The chart above comes from an article I was reading this morning with nine principles for conversion rate optimisation. They are principles you can use before you have enough traffic to run meaningful AB tests.

  • Speed – Amazon estimates that for every 100ms increase in page load time there’s a 1% decrease in sales, and more generally page load times over 2-3s leads to massive customer drop off.
  • Singularity/Simplicity – pages with only one goal and no clutter convert much better. A Whirlpool email campaign improved clickthrough by 42% when they reduced the number of calls to action from four to one.
  • Clarity – meet your audience’s expectations with a plain language statement of how the customer benefits from the call to action and clear design
  • Identification – know your audience’s aspirations, lifestyles and opinions and reflect them in your design and copy
  • Attention – sites have eight seconds to grab a user’s attention. Headlines are the most useful tool and should generally be less than 20 words.
  • Desire (a subset of attention) – show the user what’s in it for them. Likeability, social proof, hero images and customer logos are good tools.
  • Fear (a subset of attention) – show the user what they lose by not taking the call to action, particularly effective when the pain of the customer problem has been made clear. Urgency (order in 40mins to get delivery by Wednesday) and scarcity (only 5 left in stock) fall into this category.
  • Trust – people trust sites that look good, show customer service contact details, and have customer testimonials. They make their minds up on trust in 50 milli-seconds.

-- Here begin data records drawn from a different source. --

//! Serialized form of a configuration namespace.
//!
//! A document is an ordered sequence of typed records. Each record is a flat
//! attribute map plus the reserved metadata keys `.name`, `.type`,
//! `.anonymous` and `.index`:
//!
//! ```toml
//! [[record]]
//! ".type" = "interface"
//! ".name" = "wan"
//! proto = "dhcp"
//! dns = ["1.1.1.1", "9.9.9.9"]
//! ```

use std::collections::BTreeMap;

use serde::{Deserialize, Serialize};

use crate::storage::{
    StoreError,
    package::Package,
    record::{CONTROL_PREFIX, Record, Value},
};

/// The on-disk shape of one configuration namespace.
#[derive(Debug, Clone, Default, PartialEq, Serialize, Deserialize)]
pub struct Document {
    /// The records, in file order.
    #[serde(default, rename = "record", skip_serializing_if = "Vec::is_empty")]
    pub records: Vec<RecordDocument>,
}

/// One record as it appears in a [`Document`].
#[derive(Debug, Clone, PartialEq, Serialize, Deserialize)]
pub struct RecordDocument {
    /// The record type.
    #[serde(rename = ".type")]
    pub section_type: String,

    /// The record name. Anonymous records may omit it.
    #[serde(rename = ".name", default, skip_serializing_if = "Option::is_none")]
    pub name: Option<String>,

    /// Marks a record whose name was synthesized.
    #[serde(rename = ".anonymous", default, skip_serializing_if = "is_false")]
    pub anonymous: bool,

    /// Explicit ordering index.
    #[serde(rename = ".index", default, skip_serializing_if = "Option::is_none")]
    pub index: Option<usize>,

    /// The attribute values.
    #[serde(flatten)]
    pub attributes: BTreeMap<String, AttributeValue>,
}

#[allow(clippy::trivially_copy_pass_by_ref)]
const fn is_false(value: &bool) -> bool {
    !*value
}

/// An attribute value as written in a document.
///
/// Numbers and booleans are accepted and coerced to strings on load.
#[derive(Debug, Clone, PartialEq, Serialize, Deserialize)]
#[serde(untagged)]
pub enum AttributeValue {
    /// A scalar.
    Scalar(Scalar),
    /// A list of scalars.
    List(Vec<Scalar>),
}

/// A scalar as written in a document.
#[derive(Debug, Clone, PartialEq, Serialize, Deserialize)]
#[serde(untagged)]
pub enum Scalar {
    /// A string.
    Text(String),
    /// A boolean, stored as `1`/`0`.
    Bool(bool),
    /// An integer.
    Integer(i64),
    /// A floating point number.
    Float(f64),
}

impl From<Scalar> for String {
    fn from(scalar: Scalar) -> Self {
        match scalar {
            Scalar::Text(text) => text,
            Scalar::Bool(flag) => if flag { "1" } else { "0" }.to_string(),
            Scalar::Integer(n) => n.to_string(),
            Scalar::Float(n) => n.to_string(),
        }
    }
}

impl From<AttributeValue> for Value {
    fn from(value: AttributeValue) -> Self {
        match value {
            AttributeValue::Scalar(scalar) => Self::Text(scalar.into()),
            AttributeValue::List(items) => Self::List(items.into_iter().map(String::from).collect()),
        }
    }
}

impl From<Value> for AttributeValue {
    fn from(value: Value) -> Self {
        match value {
            Value::Text(text) => Self::Scalar(Scalar::Text(text)),
            Value::List(items) => Self::List(items.into_iter().map(Scalar::Text).collect()),
        }
    }
}

/// The text formats a [`Document`] can be stored in.
#[derive(Debug, Clone, Copy, Default, PartialEq, Eq)]
pub enum Format {
    /// TOML `[[record]]` tables.
    #[default]
    Toml,
    /// JSON, in either shape [`Document::from_json`] accepts.
    Json,
    /// YAML with the same shape as TOML.
    Yaml,
}

impl Format {
    /// Picks the format matching a file extension. Unknown extensions are
    /// read and written as TOML.
    #[must_use]
    pub fn from_extension(extension: &str) -> Self {
        match extension.to_ascii_lowercase().as_str() {
            "json" => Self::Json,
            "yaml" | "yml" => Self::Yaml,
            _ => Self::Toml,
        }
    }
}

impl Document {
    /// Parses a document in the given format.
    ///
    /// # Errors
    ///
    /// Returns [`StoreError::Document`] if the text is not a valid document.
    pub fn parse(text: &str, format: Format) -> Result<Self, StoreError> {
        match format {
            Format::Toml => Self::from_toml(text),
            Format::Json => Self::from_json(text),
            Format::Yaml => Self::from_yaml(text),
        }
    }

    /// Serializes the document in the given format.
    ///
    /// # Errors
    ///
    /// Returns [`StoreError::Serialize`] if serialization fails.
    pub fn render(&self, format: Format) -> Result<String, StoreError> {
        match format {
            Format::Toml => self.to_toml(),
            Format::Json => serde_json::to_string_pretty(self)
                .map_err(|e| StoreError::Serialize(e.to_string())),
            Format::Yaml => {
                serde_yaml::to_string(self).map_err(|e| StoreError::Serialize(e.to_string()))
            }
        }
    }

    /// Parses a TOML document.
    ///
    /// # Errors
    ///
    /// Returns [`StoreError::Document`] if the text is not a valid document.
    pub fn from_toml(text: &str) -> Result<Self, StoreError> {
        toml::from_str(text).map_err(|e| StoreError::Document(e.to_string()))
    }

    /// Serializes the document as TOML.
    ///
    /// # Errors
    ///
    /// Returns [`StoreError::Serialize`] if serialization fails.
    pub fn to_toml(&self) -> Result<String, StoreError> {
        toml::to_string_pretty(self).map_err(|e| StoreError::Serialize(e.to_string()))
    }

    /// Parses a YAML document with the same shape as the TOML one.
    ///
    /// # Errors
    ///
    /// Returns [`StoreError::Document`] if the text is not a valid document.
    pub fn from_yaml(text: &str) -> Result<Self, StoreError> {
        serde_yaml::from_str(text).map_err(|e| StoreError::Document(e.to_string()))
    }

    /// Parses JSON.
    ///
    /// Two shapes are accepted: the document shape
    /// (`{"record": [{".type": ..}, ..]}`) and a type-keyed map where each
    /// key is a record type holding either an array of anonymous records or
    /// a single object, which becomes a record named after its type:
    ///
    /// ```json
    /// { "interface": [ { "proto": "dhcp" } ], "globals": { "ula": "fd00::/48" } }
    /// ```
    ///
    /// Array items may carry a `.name` to become named records.
    ///
    /// # Errors
    ///
    /// Returns [`StoreError::Document`] if the text is not valid JSON or
    /// matches neither shape.
    pub fn from_json(text: &str) -> Result<Self, StoreError> {
        let value: serde_json::Value =
            serde_json::from_str(text).map_err(|e| StoreError::Document(e.to_string()))?;

        let serde_json::Value::Object(map) = value else {
            return Err(StoreError::Document(
                "expected a JSON object at the top level".to_string(),
            ));
        };

        if map.contains_key("record") {
            return serde_json::from_value(serde_json::Value::Object(map))
                .map_err(|e| StoreError::Document(e.to_string()));
        }

        let mut records = Vec::new();
        for (section_type, entry) in map {
            match entry {
                serde_json::Value::Array(items) => {
                    for item in items {
                        if item.is_object() {
                            records.push(record_from_json(&section_type, None, item)?);
                        }
                    }
                }
                object @ serde_json::Value::Object(_) => {
                    records.push(record_from_json(
                        &section_type,
                        Some(section_type.clone()),
                        object,
                    )?);
                }
                _ => {}
            }
        }

        Ok(Self { records })
    }

    /// Converts the document into a package.
    ///
    /// Records without a name are named after their type and position in
    /// the document (`interface0`, `rule3`, ...) and marked anonymous.
    #[must_use]
    pub fn into_package(self) -> Package {
        let loaded = self
            .records
            .into_iter()
            .enumerate()
            .map(|(position, doc)| {
                let anonymous = doc.anonymous || doc.name.is_none();
                let name = doc
                    .name
                    .unwrap_or_else(|| format!("{}{position}", doc.section_type));

                let mut record = Record::new(name, doc.section_type, anonymous, 0);
                record.attributes = doc
                    .attributes
                    .into_iter()
                    .filter(|(key, _)| !key.starts_with(CONTROL_PREFIX))
                    .map(|(key, value)| (key, value.into()))
                    .collect();

                (record, doc.index)
            });

        Package::from_loaded(loaded)
    }

    /// Captures a package as a document, in index order.
    #[must_use]
    pub fn from_package(package: &Package) -> Self {
        let records = package
            .iter()
            .map(|record| RecordDocument {
                section_type: record.section_type.clone(),
                name: Some(record.name.clone()),
                anonymous: record.anonymous,
                index: Some(record.index),
                attributes: record
                    .attributes
                    .iter()
                    .map(|(key, value)| (key.clone(), value.clone().into()))
                    .collect(),
            })
            .collect();

        Self { records }
    }
}

fn record_from_json(
    section_type: &str,
    name: Option<String>,
    item: serde_json::Value,
) -> Result<RecordDocument, StoreError> {
    let mut attributes: BTreeMap<String, serde_json::Value> =
        serde_json::from_value(item).map_err(|e| StoreError::Document(e.to_string()))?;

    let explicit_name = match attributes.remove(".name") {
        Some(serde_json::Value::String(name)) => Some(name),
        _ => None,
    };
    let index = attributes
        .remove(".index")
        .and_then(|index| index.as_u64())
        .and_then(|index| usize::try_from(index).ok());

    let attributes = attributes
        .into_iter()
        .filter(|(key, value)| !key.starts_with(CONTROL_PREFIX) && !value.is_null())
        .map(|(key, value)| {
            serde_json::from_value(value)
                .map(|value| (key.clone(), value))
                .map_err(|e| StoreError::Document(format!("attribute '{key}': {e}")))
        })
        .collect::<Result<_, _>>()?;

    Ok(RecordDocument {
        section_type: section_type.to_string(),
        anonymous: name.is_none() && explicit_name.is_none(),
        name: explicit_name.or(name),
        index,
        attributes,
    })
}

#[cfg(test)]
mod tests {
    use test_case::test_case;

    use super::*;

    const NETWORK: &str = r#"
[[record]]
".type" = "interface"
".name" = "wan"
proto = "static"
mtu = 1500
dns = ["1.1.1.1", "9.9.9.9"]

[[record]]
".type" = "interface"
".name" = "lan"
".index" = 0
auto = true

[[record]]
".type" = "route"
target = "10.0.0.0/8"
"#;

    #[test]
    fn toml_records_become_a_package() {
        let package = Document::from_toml(NETWORK).unwrap().into_package();

        let names: Vec<_> = package.iter().map(|r| r.name.as_str()).collect();
        assert_eq!(names, vec!["lan", "route2", "wan"]);

        assert_eq!(package.get("wan", "mtu"), Some(&Value::from("1500")));
        assert_eq!(package.get("lan", "auto"), Some(&Value::from("1")));
        assert_eq!(
            package.get("wan", "dns"),
            Some(&Value::from(vec!["1.1.1.1", "9.9.9.9"]))
        );
        assert!(package.record("route2").unwrap().anonymous);
        assert!(!package.record("wan").unwrap().anonymous);
    }

    #[test]
    fn package_survives_a_toml_round_trip() {
        let package = Document::from_toml(NETWORK).unwrap().into_package();

        let text = Document::from_package(&package).to_toml().unwrap();
        let reloaded = Document::from_toml(&text).unwrap().into_package();

        assert_eq!(reloaded, package);
    }

    #[test]
    fn json_type_map_shape() {
        let document = Document::from_json(
            r#"{
                "interface": [ { "proto": "dhcp" }, { ".name": "wan", "proto": "pppoe" } ],
                "globals": { "ula_prefix": "fd00::/48", "packet_steering": 1 }
            }"#,
        )
        .unwrap();
        let package = document.into_package();

        let globals = package.record("globals").unwrap();
        assert!(!globals.anonymous);
        assert_eq!(globals.get("packet_steering"), Some(&Value::from("1")));

        let anonymous: Vec<_> = package
            .sections(Some("interface"))
            .into_iter()
            .filter(|r| r.anonymous)
            .map(|r| r.name.clone())
            .collect();
        assert_eq!(anonymous.len(), 1);
        assert_eq!(
            package.get("wan", "proto"),
            Some(&Value::from("pppoe"))
        );
    }

    #[test]
    fn yaml_document_shape() {
        let document = Document::from_yaml(
            "record:\n  - .type: system\n    .name: main\n    hostname: OpenWrt\n",
        )
        .unwrap();

        let package = document.into_package();
        assert_eq!(package.get("main", "hostname"), Some(&Value::from("OpenWrt")));
    }

    #[test]
    fn rejects_non_object_json() {
        let error = Document::from_json("[1, 2]").unwrap_err();
        assert!(matches!(error, StoreError::Document(_)));
    }

    #[test_case("json", Format::Json; "json")]
    #[test_case("yml", Format::Yaml; "short yaml")]
    #[test_case("YAML", Format::Yaml; "upper case yaml")]
    #[test_case("conf", Format::Toml; "unknown")]
    fn formats_follow_the_extension(extension: &str, format: Format) {
        assert_eq!(Format::from_extension(extension), format);
    }

    #[test_case(Format::Json; "json")]
    #[test_case(Format::Yaml; "yaml")]
    fn packages_survive_other_formats(format: Format) {
        let package = Document::from_toml(NETWORK).unwrap().into_package();

        let text = Document::from_package(&package).render(format).unwrap();
        let reloaded = Document::parse(&text, format).unwrap().into_package();

        assert_eq!(reloaded, package);
    }
}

The eagle eyed amongst you might have noticed there are only eight items on the list, that’s because I combined a couple. There’s much more detail and lots of good examples in the original post, which is well worth a full read.

 

Six of these eight tips (singularity, clarity, identification, attention, desire and fear) require that you know your customer, yet a remarkable number of founders start building their products and sites without developing that understanding. Your intuition probably isn’t good enough. What’s more remarkable still is that every entrepreneur we talk to knows that understanding their customer is important and most of them have done some superficial research, but only a minority have a deep enough understanding to make the calls that will give them the conversion they need to kickstart their business. That’s one of the reasons many businesses founder just after launch.

The tools to get the understanding are available to everyone so there’s no excuse. All it takes is well some well structured customer interviews.